Work request: The sole answer should be the number of lines in the material below that hold "ingredients".

Excerpted records:
────────

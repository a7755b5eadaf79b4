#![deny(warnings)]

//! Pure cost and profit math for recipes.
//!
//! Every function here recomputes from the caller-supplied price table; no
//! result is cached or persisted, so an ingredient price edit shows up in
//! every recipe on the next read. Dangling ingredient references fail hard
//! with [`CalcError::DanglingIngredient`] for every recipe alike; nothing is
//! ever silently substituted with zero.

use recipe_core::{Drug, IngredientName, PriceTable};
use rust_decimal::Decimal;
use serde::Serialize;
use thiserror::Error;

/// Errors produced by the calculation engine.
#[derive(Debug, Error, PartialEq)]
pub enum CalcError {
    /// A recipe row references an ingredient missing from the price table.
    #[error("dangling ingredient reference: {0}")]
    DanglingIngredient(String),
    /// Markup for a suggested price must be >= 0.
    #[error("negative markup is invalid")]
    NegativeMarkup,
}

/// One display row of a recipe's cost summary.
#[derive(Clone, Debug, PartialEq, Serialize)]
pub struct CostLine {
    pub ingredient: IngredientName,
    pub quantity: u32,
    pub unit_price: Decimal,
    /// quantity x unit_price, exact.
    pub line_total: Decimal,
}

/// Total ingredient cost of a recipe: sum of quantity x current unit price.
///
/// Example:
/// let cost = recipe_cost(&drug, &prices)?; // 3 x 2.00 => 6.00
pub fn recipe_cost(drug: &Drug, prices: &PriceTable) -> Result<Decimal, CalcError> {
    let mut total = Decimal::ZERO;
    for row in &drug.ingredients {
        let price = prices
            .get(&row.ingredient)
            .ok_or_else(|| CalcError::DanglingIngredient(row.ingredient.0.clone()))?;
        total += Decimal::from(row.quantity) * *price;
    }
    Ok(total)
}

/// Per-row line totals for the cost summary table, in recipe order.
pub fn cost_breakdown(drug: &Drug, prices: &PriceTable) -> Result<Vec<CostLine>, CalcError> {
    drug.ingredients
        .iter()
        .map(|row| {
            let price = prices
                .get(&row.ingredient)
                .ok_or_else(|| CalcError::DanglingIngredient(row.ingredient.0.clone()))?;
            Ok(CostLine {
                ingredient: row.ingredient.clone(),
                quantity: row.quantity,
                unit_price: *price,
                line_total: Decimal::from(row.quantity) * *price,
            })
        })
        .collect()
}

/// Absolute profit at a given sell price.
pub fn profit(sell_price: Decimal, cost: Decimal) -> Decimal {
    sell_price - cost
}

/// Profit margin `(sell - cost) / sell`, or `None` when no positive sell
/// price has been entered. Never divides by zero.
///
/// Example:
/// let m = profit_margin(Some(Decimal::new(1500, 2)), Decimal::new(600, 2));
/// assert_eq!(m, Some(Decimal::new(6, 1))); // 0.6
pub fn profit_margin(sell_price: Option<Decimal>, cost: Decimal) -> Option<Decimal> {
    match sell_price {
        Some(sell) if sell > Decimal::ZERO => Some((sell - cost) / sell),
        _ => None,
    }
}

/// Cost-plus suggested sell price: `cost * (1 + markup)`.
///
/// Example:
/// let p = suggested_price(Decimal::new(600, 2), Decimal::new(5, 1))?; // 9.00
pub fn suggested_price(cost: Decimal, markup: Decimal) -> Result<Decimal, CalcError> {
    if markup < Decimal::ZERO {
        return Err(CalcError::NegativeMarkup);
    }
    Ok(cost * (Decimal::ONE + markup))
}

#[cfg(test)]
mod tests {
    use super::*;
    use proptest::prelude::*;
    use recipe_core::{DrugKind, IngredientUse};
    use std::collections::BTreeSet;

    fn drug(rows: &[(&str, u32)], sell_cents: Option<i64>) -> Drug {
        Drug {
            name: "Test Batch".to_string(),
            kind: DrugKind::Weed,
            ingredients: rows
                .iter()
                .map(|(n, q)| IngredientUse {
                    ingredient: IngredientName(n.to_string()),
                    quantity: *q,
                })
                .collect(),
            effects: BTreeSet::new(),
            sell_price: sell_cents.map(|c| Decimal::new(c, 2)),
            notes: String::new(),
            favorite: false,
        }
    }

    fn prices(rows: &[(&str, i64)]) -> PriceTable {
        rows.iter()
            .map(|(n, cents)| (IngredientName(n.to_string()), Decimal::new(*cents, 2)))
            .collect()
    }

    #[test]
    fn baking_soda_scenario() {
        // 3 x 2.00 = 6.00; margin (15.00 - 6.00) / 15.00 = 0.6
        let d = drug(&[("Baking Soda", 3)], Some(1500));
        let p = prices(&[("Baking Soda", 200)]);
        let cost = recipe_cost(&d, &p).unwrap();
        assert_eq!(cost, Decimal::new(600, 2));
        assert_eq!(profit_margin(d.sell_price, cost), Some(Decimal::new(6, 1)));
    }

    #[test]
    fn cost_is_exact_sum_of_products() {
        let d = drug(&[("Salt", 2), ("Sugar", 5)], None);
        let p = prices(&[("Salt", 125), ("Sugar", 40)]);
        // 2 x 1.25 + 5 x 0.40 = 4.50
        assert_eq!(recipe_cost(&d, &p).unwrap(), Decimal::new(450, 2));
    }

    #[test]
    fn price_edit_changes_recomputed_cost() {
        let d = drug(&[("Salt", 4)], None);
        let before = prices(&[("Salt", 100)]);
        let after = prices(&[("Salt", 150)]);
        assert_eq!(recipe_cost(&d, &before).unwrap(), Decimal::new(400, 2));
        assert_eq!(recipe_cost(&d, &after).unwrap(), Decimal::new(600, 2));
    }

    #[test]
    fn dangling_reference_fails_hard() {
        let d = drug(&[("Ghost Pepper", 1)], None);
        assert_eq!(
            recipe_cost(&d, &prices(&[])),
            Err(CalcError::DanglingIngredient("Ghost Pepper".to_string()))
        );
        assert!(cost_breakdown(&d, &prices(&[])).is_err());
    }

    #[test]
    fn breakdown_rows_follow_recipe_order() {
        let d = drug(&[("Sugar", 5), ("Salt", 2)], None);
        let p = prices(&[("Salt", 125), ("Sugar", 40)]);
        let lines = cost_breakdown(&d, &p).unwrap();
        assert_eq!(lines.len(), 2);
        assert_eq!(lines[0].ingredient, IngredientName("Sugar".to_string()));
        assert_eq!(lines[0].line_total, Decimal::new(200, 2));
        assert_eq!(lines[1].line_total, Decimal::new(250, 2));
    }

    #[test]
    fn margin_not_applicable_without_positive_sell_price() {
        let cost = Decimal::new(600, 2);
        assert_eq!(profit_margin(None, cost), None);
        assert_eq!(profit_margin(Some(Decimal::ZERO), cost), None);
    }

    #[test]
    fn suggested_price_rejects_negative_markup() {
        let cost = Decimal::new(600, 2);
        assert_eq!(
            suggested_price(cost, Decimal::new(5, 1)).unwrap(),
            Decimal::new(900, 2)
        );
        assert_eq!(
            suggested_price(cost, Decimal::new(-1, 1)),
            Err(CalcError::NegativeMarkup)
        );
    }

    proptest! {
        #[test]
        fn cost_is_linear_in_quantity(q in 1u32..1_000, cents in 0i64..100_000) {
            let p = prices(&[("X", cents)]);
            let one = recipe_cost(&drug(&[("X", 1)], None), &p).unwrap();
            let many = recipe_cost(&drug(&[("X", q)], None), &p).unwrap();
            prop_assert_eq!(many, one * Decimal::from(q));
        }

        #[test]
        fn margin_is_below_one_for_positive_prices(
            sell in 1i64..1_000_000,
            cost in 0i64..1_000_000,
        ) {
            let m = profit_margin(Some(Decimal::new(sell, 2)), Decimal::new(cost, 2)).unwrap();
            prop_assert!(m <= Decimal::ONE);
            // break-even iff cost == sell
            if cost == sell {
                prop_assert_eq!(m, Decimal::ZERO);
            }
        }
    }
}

────────

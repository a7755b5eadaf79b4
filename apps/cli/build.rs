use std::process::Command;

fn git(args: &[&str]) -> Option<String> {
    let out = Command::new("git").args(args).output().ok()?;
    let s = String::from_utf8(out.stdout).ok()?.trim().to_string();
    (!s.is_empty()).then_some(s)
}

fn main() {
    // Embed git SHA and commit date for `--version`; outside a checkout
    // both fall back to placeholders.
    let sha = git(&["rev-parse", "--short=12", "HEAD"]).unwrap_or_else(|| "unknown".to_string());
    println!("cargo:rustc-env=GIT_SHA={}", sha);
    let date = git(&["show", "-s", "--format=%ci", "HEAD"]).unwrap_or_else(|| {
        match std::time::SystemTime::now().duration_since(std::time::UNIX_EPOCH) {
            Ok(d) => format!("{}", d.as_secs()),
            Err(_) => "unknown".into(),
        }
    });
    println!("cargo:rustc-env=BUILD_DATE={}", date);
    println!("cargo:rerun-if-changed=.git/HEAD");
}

────────

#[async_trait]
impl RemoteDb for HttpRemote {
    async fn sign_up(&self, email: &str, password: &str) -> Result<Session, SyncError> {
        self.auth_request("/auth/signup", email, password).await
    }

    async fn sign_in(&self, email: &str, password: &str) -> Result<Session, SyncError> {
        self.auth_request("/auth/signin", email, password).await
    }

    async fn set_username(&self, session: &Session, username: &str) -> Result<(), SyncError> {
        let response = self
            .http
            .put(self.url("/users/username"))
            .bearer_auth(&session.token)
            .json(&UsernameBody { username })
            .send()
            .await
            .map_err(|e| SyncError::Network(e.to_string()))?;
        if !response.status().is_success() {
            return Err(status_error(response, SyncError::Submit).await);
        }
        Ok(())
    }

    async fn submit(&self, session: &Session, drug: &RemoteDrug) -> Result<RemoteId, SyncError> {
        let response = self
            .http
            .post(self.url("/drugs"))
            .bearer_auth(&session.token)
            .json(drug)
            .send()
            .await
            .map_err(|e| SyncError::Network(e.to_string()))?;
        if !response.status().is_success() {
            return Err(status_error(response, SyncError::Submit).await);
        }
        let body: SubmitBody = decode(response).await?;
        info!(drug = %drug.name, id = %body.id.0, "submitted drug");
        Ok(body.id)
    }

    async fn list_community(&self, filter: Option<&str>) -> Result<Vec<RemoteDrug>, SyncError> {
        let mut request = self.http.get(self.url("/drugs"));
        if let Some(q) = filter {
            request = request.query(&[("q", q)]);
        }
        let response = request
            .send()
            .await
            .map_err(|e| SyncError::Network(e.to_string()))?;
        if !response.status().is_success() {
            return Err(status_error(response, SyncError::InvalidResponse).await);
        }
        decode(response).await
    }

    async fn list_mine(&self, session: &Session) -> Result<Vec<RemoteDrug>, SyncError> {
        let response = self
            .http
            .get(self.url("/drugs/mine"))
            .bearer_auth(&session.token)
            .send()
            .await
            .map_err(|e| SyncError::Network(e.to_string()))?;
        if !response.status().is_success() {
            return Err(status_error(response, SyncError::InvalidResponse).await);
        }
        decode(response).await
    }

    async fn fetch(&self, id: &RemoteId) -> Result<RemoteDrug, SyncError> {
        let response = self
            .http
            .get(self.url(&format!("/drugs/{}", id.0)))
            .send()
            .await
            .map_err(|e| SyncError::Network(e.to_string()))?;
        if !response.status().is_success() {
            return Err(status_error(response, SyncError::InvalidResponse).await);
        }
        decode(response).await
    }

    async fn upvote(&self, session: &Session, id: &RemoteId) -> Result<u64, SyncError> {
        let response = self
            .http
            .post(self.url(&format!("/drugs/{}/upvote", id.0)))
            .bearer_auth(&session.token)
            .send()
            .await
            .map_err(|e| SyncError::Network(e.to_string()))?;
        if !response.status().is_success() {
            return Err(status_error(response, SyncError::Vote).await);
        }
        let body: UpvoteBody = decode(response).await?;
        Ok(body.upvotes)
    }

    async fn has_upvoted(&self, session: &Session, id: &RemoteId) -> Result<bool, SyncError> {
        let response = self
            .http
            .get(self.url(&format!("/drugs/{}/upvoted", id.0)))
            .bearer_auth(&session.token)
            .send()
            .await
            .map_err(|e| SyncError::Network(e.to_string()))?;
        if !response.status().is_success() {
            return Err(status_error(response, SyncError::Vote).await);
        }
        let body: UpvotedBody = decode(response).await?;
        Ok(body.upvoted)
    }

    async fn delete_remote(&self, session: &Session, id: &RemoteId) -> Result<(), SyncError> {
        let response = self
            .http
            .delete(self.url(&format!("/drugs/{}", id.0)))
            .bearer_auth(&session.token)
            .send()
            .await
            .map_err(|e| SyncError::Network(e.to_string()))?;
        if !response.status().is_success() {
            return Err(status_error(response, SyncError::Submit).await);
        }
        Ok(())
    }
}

────────

Exercise output: 3